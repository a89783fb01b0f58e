//! # High Alchemy Valuation
//!
//! Coin value of an item destroyed at the disenchant sink.
//!
//! ```text
//! tier_scalar     = max(1.0, source.tier_scalar_for(item_id))
//! tier_multiplier = 0.75 + 0.25 * sqrt(tier_scalar)
//! coins           = max(1, round(rarity_base * tier_multiplier))
//! ```
//!
//! The square root keeps high-tier commons below low-tier legendaries.

use crate::rarity::RarityTier;

/// Lowest scalar a keyword table can report.
const MIN_TIER_SCALAR: f64 = 0.25;

/// External lookup for an item's crafting-tier scalar.
pub trait TierScalarSource: Send + Sync {
    /// Scalar for `item_id`; 1.0 means base tier.
    fn tier_scalar_for(&self, item_id: &str) -> f64;
}

/// Every item is base tier.
#[derive(Clone, Copy, Debug, Default)]
pub struct UnitTierScalars;

impl TierScalarSource for UnitTierScalars {
    fn tier_scalar_for(&self, _item_id: &str) -> f64 {
        1.0
    }
}

/// Keyword table: the highest scalar whose keyword the id contains.
#[derive(Clone, Debug, Default)]
pub struct KeywordTierScalars {
    entries: Vec<(String, f64)>,
}

impl KeywordTierScalars {
    /// Creates an empty table.
    #[must_use]
    pub fn new() -> Self {
        Self::default()
    }

    /// Adds a keyword. Blank keywords and non-finite or non-positive scalars
    /// are ignored.
    pub fn insert(&mut self, keyword: &str, scalar: f64) {
        let keyword = keyword.trim();
        if keyword.is_empty() || !scalar.is_finite() || scalar <= 0.0 {
            return;
        }
        self.entries.push((keyword.to_lowercase(), scalar));
    }

    /// Builder-style [`insert`](Self::insert).
    #[must_use]
    pub fn with(mut self, keyword: &str, scalar: f64) -> Self {
        self.insert(keyword, scalar);
        self
    }

    /// Number of usable keywords.
    #[must_use]
    pub fn len(&self) -> usize {
        self.entries.len()
    }

    /// True if no keyword is usable.
    #[must_use]
    pub fn is_empty(&self) -> bool {
        self.entries.is_empty()
    }
}

impl<K: AsRef<str>> FromIterator<(K, f64)> for KeywordTierScalars {
    fn from_iter<I: IntoIterator<Item = (K, f64)>>(iter: I) -> Self {
        let mut table = Self::new();
        for (keyword, scalar) in iter {
            table.insert(keyword.as_ref(), scalar);
        }
        table
    }
}

impl TierScalarSource for KeywordTierScalars {
    fn tier_scalar_for(&self, item_id: &str) -> f64 {
        if item_id.trim().is_empty() {
            return 1.0;
        }
        let normalized = item_id.to_lowercase();
        let best = self
            .entries
            .iter()
            .filter(|(keyword, _)| normalized.contains(keyword.as_str()))
            .fold(1.0_f64, |best, &(_, scalar)| best.max(scalar));
        best.max(MIN_TIER_SCALAR)
    }
}

/// Stateless coin-sink formulas.
#[derive(Clone, Copy, Debug, Default)]
pub struct ValuationPolicy;

impl ValuationPolicy {
    /// Item id of the coins paid out.
    pub const COIN_ITEM_ID: &'static str = "copper_coins";

    /// Base coin value per tier before the crafting-tier multiplier.
    #[must_use]
    pub const fn rarity_base(rarity: RarityTier) -> f64 {
        match rarity {
            RarityTier::Common => 20.0,
            RarityTier::Uncommon => 35.0,
            RarityTier::Rare => 60.0,
            RarityTier::Epic | RarityTier::Vocational => 95.0,
            RarityTier::Legendary => 145.0,
            RarityTier::Mythic => 220.0,
        }
    }

    /// Coins paid for liquidating `item_id`. An absent rarity counts as
    /// `Common`. Always at least one.
    #[must_use]
    #[allow(clippy::cast_possible_truncation, clippy::cast_sign_loss)]
    pub fn estimate_coin_return(
        item_id: &str,
        rarity: Option<RarityTier>,
        scalars: &dyn TierScalarSource,
    ) -> u32 {
        let raw_scalar = scalars.tier_scalar_for(item_id);
        let tier_scalar = if raw_scalar.is_finite() { raw_scalar.max(1.0) } else { 1.0 };
        let tier_multiplier = 0.75 + 0.25 * tier_scalar.sqrt();

        let coins = (Self::rarity_base(rarity.unwrap_or_default()) * tier_multiplier).round();
        (coins as u32).max(1)
    }
}

#[cfg(test)]
mod tests {
    use super::*;

    #[test]
    fn test_mythic_at_base_tier() {
        assert_eq!(
            ValuationPolicy::estimate_coin_return("Weapon_Sword_Mythic", Some(RarityTier::Mythic), &UnitTierScalars),
            220
        );
    }

    #[test]
    fn test_rarity_table_at_base_tier() {
        let expected = [20, 35, 60, 95, 95, 145, 220];
        for (tier, coins) in RarityTier::ALL.into_iter().zip(expected) {
            assert_eq!(
                ValuationPolicy::estimate_coin_return("item", Some(tier), &UnitTierScalars),
                coins,
                "tier {tier}"
            );
        }
        assert_eq!(ValuationPolicy::estimate_coin_return("item", None, &UnitTierScalars), 20);
    }

    #[test]
    fn test_tier_scalar_is_sub_linear() {
        let scalars = KeywordTierScalars::new().with("adamantite", 4.0);

        // 0.75 + 0.25 * 2 = 1.25
        assert_eq!(
            ValuationPolicy::estimate_coin_return("Weapon_Sword_Adamantite", Some(RarityTier::Common), &scalars),
            25
        );
        // 220 * 1.25 = 275
        assert_eq!(
            ValuationPolicy::estimate_coin_return("Weapon_Sword_Adamantite_Mythic", Some(RarityTier::Mythic), &scalars),
            275
        );

        let high_common = ValuationPolicy::estimate_coin_return(
            "Weapon_Sword_Adamantite",
            Some(RarityTier::Common),
            &KeywordTierScalars::new().with("adamantite", 9.0),
        );
        let low_legendary =
            ValuationPolicy::estimate_coin_return("Weapon_Sword_Crude", Some(RarityTier::Legendary), &scalars);
        assert!(high_common < low_legendary);
    }

    #[test]
    fn test_scalars_below_one_do_not_reduce_value() {
        let scalars = KeywordTierScalars::new().with("crude", 0.5);
        assert!((scalars.tier_scalar_for("Weapon_Sword_Crude") - 1.0).abs() < f64::EPSILON);
        assert_eq!(
            ValuationPolicy::estimate_coin_return("Weapon_Sword_Crude", Some(RarityTier::Rare), &scalars),
            60
        );
    }

    #[test]
    fn test_keyword_table_takes_highest_match() {
        let scalars: KeywordTierScalars = [("iron", 1.5), ("Sword", 2.0), ("", 9.0), ("bogus", f64::NAN), ("neg", -1.0)]
            .into_iter()
            .collect();

        assert_eq!(scalars.len(), 2);
        assert!((scalars.tier_scalar_for("Weapon_Sword_Iron") - 2.0).abs() < f64::EPSILON);
        assert!((scalars.tier_scalar_for("Armor_Iron") - 1.5).abs() < f64::EPSILON);
        assert!((scalars.tier_scalar_for("Armor_Copper") - 1.0).abs() < f64::EPSILON);
        assert!((scalars.tier_scalar_for("   ") - 1.0).abs() < f64::EPSILON);
    }
}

-----

The task ▸ Up to and including the line with "impl<K: AsRef<str>> FromIterator<(K, f64)>", write out the records above exactly, starting from their first line.

Response area ▸
repository a89783fb01b0f58e
//! # High Alchemy Valuation
//!
//! Coin value of an item destroyed at the disenchant sink.
//!
//! ```text
//! tier_scalar     = max(1.0, source.tier_scalar_for(item_id))
//! tier_multiplier = 0.75 + 0.25 * sqrt(tier_scalar)
//! coins           = max(1, round(rarity_base * tier_multiplier))
//! ```
//!
//! The square root keeps high-tier commons below low-tier legendaries.

use crate::rarity::RarityTier;

/// Lowest scalar a keyword table can report.
const MIN_TIER_SCALAR: f64 = 0.25;

/// External lookup for an item's crafting-tier scalar.
pub trait TierScalarSource: Send + Sync {
    /// Scalar for `item_id`; 1.0 means base tier.
    fn tier_scalar_for(&self, item_id: &str) -> f64;
}

/// Every item is base tier.
#[derive(Clone, Copy, Debug, Default)]
pub struct UnitTierScalars;

impl TierScalarSource for UnitTierScalars {
    fn tier_scalar_for(&self, _item_id: &str) -> f64 {
        1.0
    }
}

/// Keyword table: the highest scalar whose keyword the id contains.
#[derive(Clone, Debug, Default)]
pub struct KeywordTierScalars {
    entries: Vec<(String, f64)>,
}

impl KeywordTierScalars {
    /// Creates an empty table.
    #[must_use]
    pub fn new() -> Self {
        Self::default()
    }

    /// Adds a keyword. Blank keywords and non-finite or non-positive scalars
    /// are ignored.
    pub fn insert(&mut self, keyword: &str, scalar: f64) {
        let keyword = keyword.trim();
        if keyword.is_empty() || !scalar.is_finite() || scalar <= 0.0 {
            return;
        }
        self.entries.push((keyword.to_lowercase(), scalar));
    }

    /// Builder-style [`insert`](Self::insert).
    #[must_use]
    pub fn with(mut self, keyword: &str, scalar: f64) -> Self {
        self.insert(keyword, scalar);
        self
    }

    /// Number of usable keywords.
    #[must_use]
    pub fn len(&self) -> usize {
        self.entries.len()
    }

    /// True if no keyword is usable.
    #[must_use]
    pub fn is_empty(&self) -> bool {
        self.entries.is_empty()
    }
}

impl<K: AsRef<str>> FromIterator<(K, f64)> for KeywordTierScalars {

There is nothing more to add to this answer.